# Work order:
Whenever the word "topic" shows up in a line of the data, copy that line.

- - - -

//! Durable storage backend on SQLite via `sqlx`.
//!
//! `init()` creates the schema idempotently; restarts keep sessions, cached
//! messages, and device tokens, which is what makes boot-time redelivery
//! recovery meaningful.

use anyhow::Context;
use async_trait::async_trait;
use sqlx::sqlite::{SqliteConnectOptions, SqlitePool, SqlitePoolOptions, SqliteRow};
use sqlx::Row;

use super::{
    CachedMessage, CleanupCounts, DeviceToken, SessionPatch, SessionRecord, Storage, StorageError,
    StorageResult,
};

pub struct SqliteStorage {
    pool: SqlitePool,
}

impl SqliteStorage {
    /// Opens (or creates) the database file and a small connection pool.
    pub async fn connect(path: &str) -> StorageResult<Self> {
        let options = SqliteConnectOptions::new()
            .filename(path)
            .create_if_missing(true);
        let pool = SqlitePoolOptions::new()
            .max_connections(4)
            .connect_with(options)
            .await
            .with_context(|| format!("opening sqlite database {path}"))?;
        Ok(Self { pool })
    }

    fn session_from_row(row: &SqliteRow) -> SessionRecord {
        let notifier: Option<String> = row.get("notifier");
        SessionRecord {
            session_name: row.get("sessionName"),
            password: row.get("password"),
            secret_key: row.get("secretKey"),
            retry_interval: row.get::<i64, _>("retryInterval") as u64,
            max_retry_limit: row.get::<i64, _>("maxRetryLimit") as u32,
            message_expiry_time: row
                .get::<Option<i64>, _>("messageExpiryTime")
                .map(|v| v as u64),
            session_expiry: row.get::<Option<i64>, _>("sessionExpiry").map(|v| v as u64),
            suspended: row.get::<i64, _>("suspended") != 0,
            notifier: notifier.and_then(|raw| serde_json::from_str(&raw).ok()),
        }
    }

    fn message_from_row(row: &SqliteRow) -> CachedMessage {
        CachedMessage {
            message_id: row.get("messageId"),
            session_name: row.get("sessionName"),
            topic: row.get("topic"),
            data: row.get("data"),
            hash: row.get("hash"),
            timestamp: row.get::<i64, _>("timestamp") as u64,
            frame_type: row.get("type"),
            published_at: row.get::<i64, _>("publishedAt") as u64,
            retry_count: row.get::<i64, _>("retryCount") as u32,
            expiry_time: row.get::<Option<i64>, _>("expiryTime").map(|v| v as u64),
            max_retry_limit: row.get::<i64, _>("maxRetryLimit") as u32,
            retry_interval: row.get::<i64, _>("retryInterval") as u64,
        }
    }

    fn token_from_row(row: &SqliteRow) -> DeviceToken {
        DeviceToken {
            session_name: row.get("sessionName"),
            user_id: row.get("userId"),
            device_id: row.get("deviceId"),
            token: row.get("token"),
            platform: row.get("platform"),
            created_at: row.get::<i64, _>("createdAt") as u64,
            updated_at: row.get::<i64, _>("updatedAt") as u64,
        }
    }
}

fn backend_err(err: sqlx::Error, what: &str) -> StorageError {
    StorageError::Backend(anyhow::Error::new(err).context(what.to_string()))
}

#[async_trait]
impl Storage for SqliteStorage {
    async fn init(&self) -> StorageResult<()> {
        // raw_sql: the schema is several statements in one batch.
        sqlx::raw_sql(
            r#"
            CREATE TABLE IF NOT EXISTS sessions (
                sessionName       TEXT PRIMARY KEY,
                password          TEXT NOT NULL,
                secretKey         TEXT NOT NULL,
                retryInterval     INTEGER NOT NULL,
                maxRetryLimit     INTEGER NOT NULL,
                messageExpiryTime INTEGER,
                sessionExpiry     INTEGER,
                suspended         INTEGER NOT NULL DEFAULT 0,
                notifier          TEXT
            );
            CREATE TABLE IF NOT EXISTS messages (
                messageId     TEXT PRIMARY KEY,
                sessionName   TEXT NOT NULL,
                topic         TEXT NOT NULL,
                data          TEXT NOT NULL,
                hash          TEXT NOT NULL,
                timestamp     INTEGER NOT NULL,
                type          TEXT NOT NULL,
                publishedAt   INTEGER NOT NULL,
                retryCount    INTEGER NOT NULL,
                expiryTime    INTEGER,
                maxRetryLimit INTEGER NOT NULL,
                retryInterval INTEGER NOT NULL
            );
            CREATE INDEX IF NOT EXISTS idx_messages_session ON messages (sessionName);
            CREATE TABLE IF NOT EXISTS device_tokens (
                sessionName TEXT NOT NULL,
                userId      TEXT NOT NULL,
                deviceId    TEXT NOT NULL,
                token       TEXT NOT NULL,
                platform    TEXT NOT NULL,
                createdAt   INTEGER NOT NULL,
                updatedAt   INTEGER NOT NULL,
                PRIMARY KEY (sessionName, userId, deviceId)
            );
            "#,
        )
        .execute(&self.pool)
        .await
        .map_err(|e| backend_err(e, "creating schema"))?;
        Ok(())
    }

    async fn create_session(&self, session: &SessionRecord) -> StorageResult<()> {
        let notifier = session
            .notifier
            .as_ref()
            .map(|v| v.to_string());
        let result = sqlx::query(
            r#"
            INSERT INTO sessions
                (sessionName, password, secretKey, retryInterval, maxRetryLimit,
                 messageExpiryTime, sessionExpiry, suspended, notifier)
            VALUES (?, ?, ?, ?, ?, ?, ?, ?, ?)
            "#,
        )
        .bind(&session.session_name)
        .bind(&session.password)
        .bind(&session.secret_key)
        .bind(session.retry_interval as i64)
        .bind(session.max_retry_limit as i64)
        .bind(session.message_expiry_time.map(|v| v as i64))
        .bind(session.session_expiry.map(|v| v as i64))
        .bind(session.suspended as i64)
        .bind(notifier)
        .execute(&self.pool)
        .await;

        match result {
            Ok(_) => Ok(()),
            Err(sqlx::Error::Database(db))
                if matches!(db.kind(), sqlx::error::ErrorKind::UniqueViolation) =>
            {
                Err(StorageError::AlreadyExists(session.session_name.clone()))
            }
            Err(e) => Err(backend_err(e, "inserting session")),
        }
    }

    async fn get_session(&self, name: &str) -> StorageResult<Option<SessionRecord>> {
        let row = sqlx::query("SELECT * FROM sessions WHERE sessionName = ?")
            .bind(name)
            .fetch_optional(&self.pool)
            .await
            .map_err(|e| backend_err(e, "loading session"))?;
        Ok(row.as_ref().map(Self::session_from_row))
    }

    async fn update_session(&self, name: &str, patch: SessionPatch) -> StorageResult<()> {
        let current = self
            .get_session(name)
            .await?
            .ok_or_else(|| StorageError::NotFound(name.to_string()))?;

        let suspended = patch.suspended.unwrap_or(current.suspended);
        let session_expiry = patch.session_expiry.unwrap_or(current.session_expiry);
        let notifier = patch
            .notifier
            .unwrap_or(current.notifier)
            .map(|v| v.to_string());

        sqlx::query(
            "UPDATE sessions SET suspended = ?, sessionExpiry = ?, notifier = ? WHERE sessionName = ?",
        )
        .bind(suspended as i64)
        .bind(session_expiry.map(|v| v as i64))
        .bind(notifier)
        .bind(name)
        .execute(&self.pool)
        .await
        .map_err(|e| backend_err(e, "updating session"))?;
        Ok(())
    }

    async fn delete_session(&self, name: &str) -> StorageResult<()> {
        let mut tx = self
            .pool
            .begin()
            .await
            .map_err(|e| backend_err(e, "starting delete transaction"))?;
        for sql in [
            "DELETE FROM messages WHERE sessionName = ?",
            "DELETE FROM device_tokens WHERE sessionName = ?",
            "DELETE FROM sessions WHERE sessionName = ?",
        ] {
            sqlx::query(sql)
                .bind(name)
                .execute(&mut *tx)
                .await
                .map_err(|e| backend_err(e, "deleting session"))?;
        }
        tx.commit()
            .await
            .map_err(|e| backend_err(e, "committing delete"))?;
        Ok(())
    }

    async fn list_sessions(&self) -> StorageResult<Vec<SessionRecord>> {
        let rows = sqlx::query("SELECT * FROM sessions")
            .fetch_all(&self.pool)
            .await
            .map_err(|e| backend_err(e, "listing sessions"))?;
        Ok(rows.iter().map(Self::session_from_row).collect())
    }

    async fn save_message(&self, message: &CachedMessage) -> StorageResult<()> {
        sqlx::query(
            r#"
            INSERT INTO messages
                (messageId, sessionName, topic, data, hash, timestamp, type,
                 publishedAt, retryCount, expiryTime, maxRetryLimit, retryInterval)
            VALUES (?, ?, ?, ?, ?, ?, ?, ?, ?, ?, ?, ?)
            ON CONFLICT(messageId) DO UPDATE SET
                sessionName = excluded.sessionName,
                topic = excluded.topic,
                data = excluded.data,
                hash = excluded.hash,
                timestamp = excluded.timestamp,
                type = excluded.type,
                publishedAt = excluded.publishedAt,
                retryCount = excluded.retryCount,
                expiryTime = excluded.expiryTime,
                maxRetryLimit = excluded.maxRetryLimit,
                retryInterval = excluded.retryInterval
            "#,
        )
        .bind(&message.message_id)
        .bind(&message.session_name)
        .bind(&message.topic)
        .bind(&message.data)
        .bind(&message.hash)
        .bind(message.timestamp as i64)
        .bind(&message.frame_type)
        .bind(message.published_at as i64)
        .bind(message.retry_count as i64)
        .bind(message.expiry_time.map(|v| v as i64))
        .bind(message.max_retry_limit as i64)
        .bind(message.retry_interval as i64)
        .execute(&self.pool)
        .await
        .map_err(|e| backend_err(e, "saving message"))?;
        Ok(())
    }

    async fn get_message(&self, message_id: &str) -> StorageResult<Option<CachedMessage>> {
        let row = sqlx::query("SELECT * FROM messages WHERE messageId = ?")
            .bind(message_id)
            .fetch_optional(&self.pool)
            .await
            .map_err(|e| backend_err(e, "loading message"))?;
        Ok(row.as_ref().map(Self::message_from_row))
    }

    async fn remove_message(&self, message_id: &str) -> StorageResult<()> {
        sqlx::query("DELETE FROM messages WHERE messageId = ?")
            .bind(message_id)
            .execute(&self.pool)
            .await
            .map_err(|e| backend_err(e, "removing message"))?;
        Ok(())
    }

    async fn list_pending_messages(&self, session: &str) -> StorageResult<Vec<CachedMessage>> {
        let rows = sqlx::query("SELECT * FROM messages WHERE sessionName = ?")
            .bind(session)
            .fetch_all(&self.pool)
            .await
            .map_err(|e| backend_err(e, "listing pending messages"))?;
        Ok(rows.iter().map(Self::message_from_row).collect())
    }

    async fn cleanup_expired(&self, now_ms: u64) -> StorageResult<CleanupCounts> {
        let mut counts = CleanupCounts::default();

        let expired: Vec<String> =
            sqlx::query("SELECT sessionName FROM sessions WHERE sessionExpiry IS NOT NULL AND sessionExpiry < ?")
                .bind(now_ms as i64)
                .fetch_all(&self.pool)
                .await
                .map_err(|e| backend_err(e, "listing expired sessions"))?
                .iter()
                .map(|row| row.get("sessionName"))
                .collect();
        for name in &expired {
            self.delete_session(name).await?;
        }
        counts.sessions = expired.len() as u64;

        let result =
            sqlx::query("DELETE FROM messages WHERE expiryTime IS NOT NULL AND expiryTime < ?")
                .bind(now_ms as i64)
                .execute(&self.pool)
                .await
                .map_err(|e| backend_err(e, "deleting expired messages"))?;
        counts.messages = result.rows_affected();

        Ok(counts)
    }

    async fn save_device_token(&self, token: &DeviceToken) -> StorageResult<()> {
        sqlx::query(
            r#"
            INSERT INTO device_tokens
                (sessionName, userId, deviceId, token, platform, createdAt, updatedAt)
            VALUES (?, ?, ?, ?, ?, ?, ?)
            ON CONFLICT(sessionName, userId, deviceId) DO UPDATE SET
                token = excluded.token,
                platform = excluded.platform,
                updatedAt = excluded.updatedAt
            "#,
        )
        .bind(&token.session_name)
        .bind(&token.user_id)
        .bind(&token.device_id)
        .bind(&token.token)
        .bind(&token.platform)
        .bind(token.created_at as i64)
        .bind(token.updated_at as i64)
        .execute(&self.pool)
        .await
        .map_err(|e| backend_err(e, "saving device token"))?;
        Ok(())
    }

    async fn get_device_tokens(&self, session: &str) -> StorageResult<Vec<DeviceToken>> {
        let rows = sqlx::query("SELECT * FROM device_tokens WHERE sessionName = ?")
            .bind(session)
            .fetch_all(&self.pool)
            .await
            .map_err(|e| backend_err(e, "listing device tokens"))?;
        Ok(rows.iter().map(Self::token_from_row).collect())
    }

    async fn delete_device_token(
        &self,
        session: &str,
        user_id: &str,
        device_id: &str,
    ) -> StorageResult<()> {
        sqlx::query(
            "DELETE FROM device_tokens WHERE sessionName = ? AND userId = ? AND deviceId = ?",
        )
        .bind(session)
        .bind(user_id)
        .bind(device_id)
        .execute(&self.pool)
        .await
        .map_err(|e| backend_err(e, "deleting device token"))?;
        Ok(())
    }
}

- - - -

# Worked solution:
            topic: row.get("topic"),
                topic         TEXT NOT NULL,
                (messageId, sessionName, topic, data, hash, timestamp, type,
                topic = excluded.topic,
        .bind(&message.topic)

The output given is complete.